<3676> 奈良県のレッドデータブックの花たち(175) ツ ゲ(黄楊) ツゲ科
[別名] ホンツゲ(本黄楊・イヌツゲに対する名)
[学名] Buxus microphylla var. japonica
[奈良県のカテゴリー] 絶滅危惧種
[特徴] 山地の石灰岩地や蛇紋岩地に多く見られる常緑低木または小高木で、高さは2~3メートル。大きいものでは9メートルほどになる。樹皮は灰白色から淡褐色で、よく枝を分け繁る。葉は長さが1~3センチの倒卵形で先がやや凹む特徴がある。基部はくさび形。縁に鋸歯はなく、肉厚で、対生する。
雌雄同株で、花期は3~4月。葉腋に花序を出し、小さな雌雄の花を束生する。淡黄色の小さな花群は中央に雌花が1個、その基部に雄花が数個つき、雌花を囲む。雌雄とも花弁はなく、舌状の花柱3個と雄しべの葯が目につく。実は蒴果。材は黄色を帯び、堅く、木目が細かいので櫛や将棋の駒、印鑑、彫刻、細工物などに利用される。
[分布] 日本の固有種。本州の東北南部以南、四国、九州。
[県内分布] 川上村、上北山村、十津川村。
[記事] 古くは『万葉集』に櫛や枕に用いられた証の歌が見える。所謂、万葉植物で、ツゲ(黄楊)の名は梅雨どきに葉が黄色くなる梅雨黄(つゆき)によるとか、葉が次々につき繁るので「次ぐ」意によるとか諸説ある。黄楊は漢名の黄楊木によるもので、材が黄色を帯び美しいことによるという。楊はヤナギを表す。

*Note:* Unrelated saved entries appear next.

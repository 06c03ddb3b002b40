//! Client configuration resolution.
//!
//! The API key and model are resolved from, in order of precedence: an
//! explicit argument, the `CEREBRAS_API_KEY` / `CEREBRAS_MODEL` environment
//! variables, and the config file at `~/.config/cerebras/config`. A missing
//! key is an error; a missing model falls back to [`DEFAULT_MODEL`].
//!
//! [`resolve`] is pure. Only [`ConfigSources::from_process`] reads the
//! environment and filesystem.

use crate::Error;
use std::env;
use std::path::{Path, PathBuf};

pub const API_KEY_VAR: &str = "CEREBRAS_API_KEY";
pub const MODEL_VAR: &str = "CEREBRAS_MODEL";
pub const DEFAULT_MODEL: &str = "glm-4.7";
pub const DEFAULT_BASE_URL: &str = "https://api.cerebras.ai/v1";

/// Resolved, immutable client configuration.
#[derive(Clone, PartialEq, Eq)]
pub struct ClientConfig {
    pub api_key: String,
    pub model: String,
    pub base_url: String,
}

impl ClientConfig {
    /// Configuration with the default model and endpoint.
    pub fn new(api_key: impl Into<String>) -> Self {
        Self {
            api_key: api_key.into(),
            model: DEFAULT_MODEL.to_string(),
            base_url: DEFAULT_BASE_URL.to_string(),
        }
    }

    pub fn with_model(mut self, model: impl Into<String>) -> Self {
        self.model = model.into();
        self
    }

    /// Point the client at a different OpenAI-compatible endpoint, e.g. a local mock.
    pub fn with_base_url(mut self, base_url: impl Into<String>) -> Self {
        self.base_url = base_url.into();
        self
    }

    /// Resolve from explicit arguments, the process environment and the default config file.
    pub fn resolve(api_key: Option<String>, model: Option<String>) -> Result<Self, Error> {
        resolve(&ConfigSources::from_process(api_key, model)?)
    }
}

// Keep the key out of logs and panic messages.
impl std::fmt::Debug for ClientConfig {
    fn fmt(&self, f: &mut std::fmt::Formatter<'_>) -> std::fmt::Result {
        f.debug_struct("ClientConfig")
            .field("api_key", &"<redacted>")
            .field("model", &self.model)
            .field("base_url", &self.base_url)
            .finish()
    }
}

/// Values read from the config file.
#[derive(Debug, Clone, Default, PartialEq, Eq)]
pub struct FileConfig {
    pub api_key: Option<String>,
    pub model: Option<String>,
}

impl FileConfig {
    /// Parse `KEY=value` lines. Keys are matched case-insensitively and
    /// surrounding quotes are stripped; values are otherwise taken literally.
    /// Blank lines, `#` comments and unknown keys are ignored, and lines
    /// without `=` are skipped.
    pub fn parse(content: &str) -> Self {
        let mut config = FileConfig::default();

        for (index, line) in content.lines().enumerate() {
            let line = line.trim();
            if line.is_empty() || line.starts_with('#') {
                continue;
            }

            let Some((key, value)) = line.split_once('=') else {
                tracing::warn!(line = index + 1, "skipping malformed config line");
                continue;
            };

            let key = key.trim();
            let value = value.trim().trim_matches(|c: char| c == '"' || c == '\'').to_string();

            if key.eq_ignore_ascii_case(API_KEY_VAR) {
                config.api_key = Some(value);
            } else if key.eq_ignore_ascii_case(MODEL_VAR) {
                config.model = Some(value);
            }
        }

        config
    }

    /// Load the config file at `path`. A file that does not exist yields an empty config.
    pub fn load(path: &Path) -> Result<Self, Error> {
        match std::fs::read_to_string(path) {
            Ok(content) => {
                tracing::debug!(path = %path.display(), "loaded config file");
                Ok(Self::parse(&content))
            }
            Err(e) if e.kind() == std::io::ErrorKind::NotFound => Ok(Self::default()),
            Err(e) => Err(Error::config(format!(
                "failed to read {}: {e}",
                path.display()
            ))),
        }
    }
}

/// The well-known config file location, `~/.config/cerebras/config`.
pub fn default_config_path() -> Option<PathBuf> {
    dirs::home_dir().map(|home| home.join(".config").join("cerebras").join("config"))
}

/// Every input to configuration resolution, gathered up front.
#[derive(Debug, Clone, Default)]
pub struct ConfigSources {
    pub explicit_api_key: Option<String>,
    pub explicit_model: Option<String>,
    pub env_api_key: Option<String>,
    pub env_model: Option<String>,
    pub file: FileConfig,
}

impl ConfigSources {
    /// Gather sources from the process environment and the default config file.
    pub fn from_process(
        explicit_api_key: Option<String>,
        explicit_model: Option<String>,
    ) -> Result<Self, Error> {
        let file = match default_config_path() {
            Some(path) => FileConfig::load(&path)?,
            None => FileConfig::default(),
        };

        Ok(Self {
            explicit_api_key,
            explicit_model,
            env_api_key: env::var(API_KEY_VAR).ok(),
            env_model: env::var(MODEL_VAR).ok(),
            file,
        })
    }
}

/// First value that is present and not blank.
fn first_set<'a>(candidates: [Option<&'a String>; 3]) -> Option<&'a str> {
    candidates
        .into_iter()
        .flatten()
        .map(|value| value.trim())
        .find(|value| !value.is_empty())
}

/// Resolve a [`ClientConfig`]: explicit > environment > config file.
pub fn resolve(sources: &ConfigSources) -> Result<ClientConfig, Error> {
    let api_key = first_set([
        sources.explicit_api_key.as_ref(),
        sources.env_api_key.as_ref(),
        sources.file.api_key.as_ref(),
    ])
    .ok_or(Error::MissingCredential)?;

    let model = first_set([
        sources.explicit_model.as_ref(),
        sources.env_model.as_ref(),
        sources.file.model.as_ref(),
    ])
    .unwrap_or(DEFAULT_MODEL);

    Ok(ClientConfig::new(api_key).with_model(model))
}
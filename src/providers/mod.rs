//! Provider implementations.

pub mod cerebras;

pub use cerebras::CerebrasProvider;
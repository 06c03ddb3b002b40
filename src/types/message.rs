use serde::{Deserialize, Serialize};

/// A single turn of a conversation.
#[derive(Debug, Clone, PartialEq, Serialize, Deserialize)]
pub struct ChatMessage {
    pub role: Role,
    pub content: String,
}

impl ChatMessage {
    /// Create a new message with role and text content.
    pub fn new(role: Role, content: impl Into<String>) -> Self {
        ChatMessage {
            role,
            content: content.into(),
        }
    }

    /// Create a system message.
    pub fn system(content: impl Into<String>) -> Self {
        Self::new(Role::System, content)
    }

    /// Create a user message.
    pub fn user(content: impl Into<String>) -> Self {
        Self::new(Role::User, content)
    }

    /// Create an assistant message.
    pub fn assistant(content: impl Into<String>) -> Self {
        Self::new(Role::Assistant, content)
    }

    /// Get the role of this message.
    pub fn role(&self) -> Role {
        self.role
    }

    /// Get the text content of this message (if any).
    pub fn content(&self) -> Option<&str> {
        if self.content.is_empty() {
            None
        } else {
            Some(&self.content)
        }
    }
}

/// Role of a message participant.
#[derive(Debug, Clone, Copy, PartialEq, Eq, Serialize, Deserialize)]
#[serde(rename_all = "lowercase")]
pub enum Role {
    System,
    User,
    Assistant,
}

/// Reason why generation finished.
#[derive(Debug, Clone, PartialEq, Serialize, Deserialize)]
#[serde(rename_all = "snake_case")]
pub enum FinishReason {
    Stop,
    Length,
    ContentFilter,
    #[serde(other)]
    Other,
}
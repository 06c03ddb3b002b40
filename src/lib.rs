//! A small client for Cerebras Cloud inference.
//!
//! Resolves an API key and model from arguments, the environment or
//! `~/.config/cerebras/config`, then sends chat completions to the
//! OpenAI-compatible endpoint, either buffered or streamed chunk by chunk.
//!
//! ```no_run
//! use cerebras_client::{CerebrasClient, GenerationOptions};
//!
//! # async fn run() -> Result<(), cerebras_client::Error> {
//! let client = CerebrasClient::new(None, None)?;
//! let answer = client
//!     .complete("What is the capital of France?", None, GenerationOptions::default())
//!     .await?;
//! println!("{answer}");
//! # Ok(())
//! # }
//! ```

pub mod accumulator;
pub mod client;
pub mod config;
pub mod error;
pub mod presets;
pub mod provider;
pub mod providers;
pub mod response;
pub mod sse_stream;
pub mod types;

// Re-export core types for easy usage
pub use client::CerebrasClient;
pub use config::{ClientConfig, ConfigSources, FileConfig};
pub use error::Error;
pub use presets::{expand_preset, Preset, PresetPrompt};
pub use provider::CompletionProvider;
pub use providers::CerebrasProvider;
pub use response::{CompleteResponse, Response, TextStream};
pub use sse_stream::SseEvent;
pub use types::*;
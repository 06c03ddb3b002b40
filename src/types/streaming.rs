//! Types for streaming responses.

use crate::types::{FinishReason, Usage};

/// Events a provider emits while a response is being generated.
#[derive(Debug, Clone, PartialEq)]
pub enum StreamEvent {
    /// A chunk of generated text was received.
    ContentDelta { delta: String },
    /// The server reported the end of the generation.
    Done {
        finish_reason: Option<FinishReason>,
        usage: Option<Usage>,
    },
}

impl StreamEvent {
    /// The text carried by this event, if any.
    pub fn delta(&self) -> Option<&str> {
        match self {
            StreamEvent::ContentDelta { delta } => Some(delta),
            StreamEvent::Done { .. } => None,
        }
    }
}

#[cfg(test)]
mod tests {
    use super::*;

    #[test]
    fn test_stream_event_delta() {
        let content_event = StreamEvent::ContentDelta {
            delta: "test".to_string(),
        };
        assert_eq!(content_event.delta(), Some("test"));

        let done_event = StreamEvent::Done {
            finish_reason: Some(FinishReason::Stop),
            usage: None,
        };
        assert_eq!(done_event.delta(), None);
    }
}
use clap::Parser;
use tracing_subscriber::EnvFilter;

#[tokio::main]
async fn main() {
    tracing_subscriber::fmt()
        .with_env_filter(EnvFilter::try_from_default_env().unwrap_or_else(|_| "info".into()))
        .init();

    let cli = looptvctl::Cli::parse();
    if let Err(err) = looptvctl::run(cli).await {
        eprintln!("error: {err}");
        std::process::exit(1);
    }
}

なお、よく似て間違いやすいイヌツゲ(犬黄楊)はモチノキ科の常緑低木で、ツゲとは別種。イヌツゲは葉が互生し、花も白い小さな4弁花で、違いは歴然である。また、園芸種にヒメツゲ(姫黄楊)があるが、ヒメツゲは高さが50センチほどと小さく、葉も一段と小さい。
奈良県のレッドデータブックは、山地や渓谷の岩場にわずかばかり生え、危険要因はシカの食害と見ている。 写真は石灰岩地の岩場で葉を繁らせるツゲ(左)、枝をよく分ける花期のツゲ(中)、花のアップ(右)。いずれも川上村の石灰岩地。